▼

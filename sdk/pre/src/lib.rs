//! CBD Proxy Re-encryption
//!
//! Threshold proxy re-encryption for the condition-based decryption
//! protocol, backed by `umbral-pre`. The protocol layers treat this crate
//! as sealed: they only call `encrypt`, `generate_kfrags` (split),
//! `reencrypt`, the two `verify_*` checks and `decrypt_reencrypted`
//! (combine).
//!
//! ```text
//! ┌────────────┐  encrypt(P)   ┌──────────────┐
//! │  Encryptor │──────────────▶│ capsule + ct │
//! └────────────┘               └──────┬───────┘
//!                                     │ capsule
//! ┌────────────┐  kfrag_i      ┌──────▼───────┐  cfrag_i   ┌──────────┐
//! │   Alice    │──────────────▶│   Node i     │───────────▶│   Bob    │
//! │ split(m,n) │               │ reencrypt    │  (>= m)    │ verify + │
//! └────────────┘               └──────────────┘            │ combine  │
//!                                                          └──────────┘
//! ```

pub mod error;
pub mod keys;
pub mod pre;

pub use error::PreError;
pub use keys::{
    PublicKey, SEED_SIZE, SecretKey, SecretKeyFactory, Signature, Signer, VerifyingKey,
    factory_from_seed, key_bytes, key_from_bytes, random_signer, signer_from_seed,
    verify_signature,
};
pub use pre::{
    Capsule, CapsuleFrag, KeyFrag, VerifiedCapsuleFrag, VerifiedKeyFrag, decrypt_original,
    decrypt_reencrypted, encrypt, generate_kfrags, reencrypt, verify_cfrag, verify_kfrag,
};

▲

**REQUIRED WORK:**
From the entries above, write out only the lines starting at the line that holds "the condition-based decryption" and ending at the line that holds "as sealed: they", keeping both and matching them exactly.

**PROBLEM SOLUTION:**
//! Threshold proxy re-encryption for the condition-based decryption
//! protocol, backed by `umbral-pre`. The protocol layers treat this crate
//! as sealed: they only call `encrypt`, `generate_kfrags` (split),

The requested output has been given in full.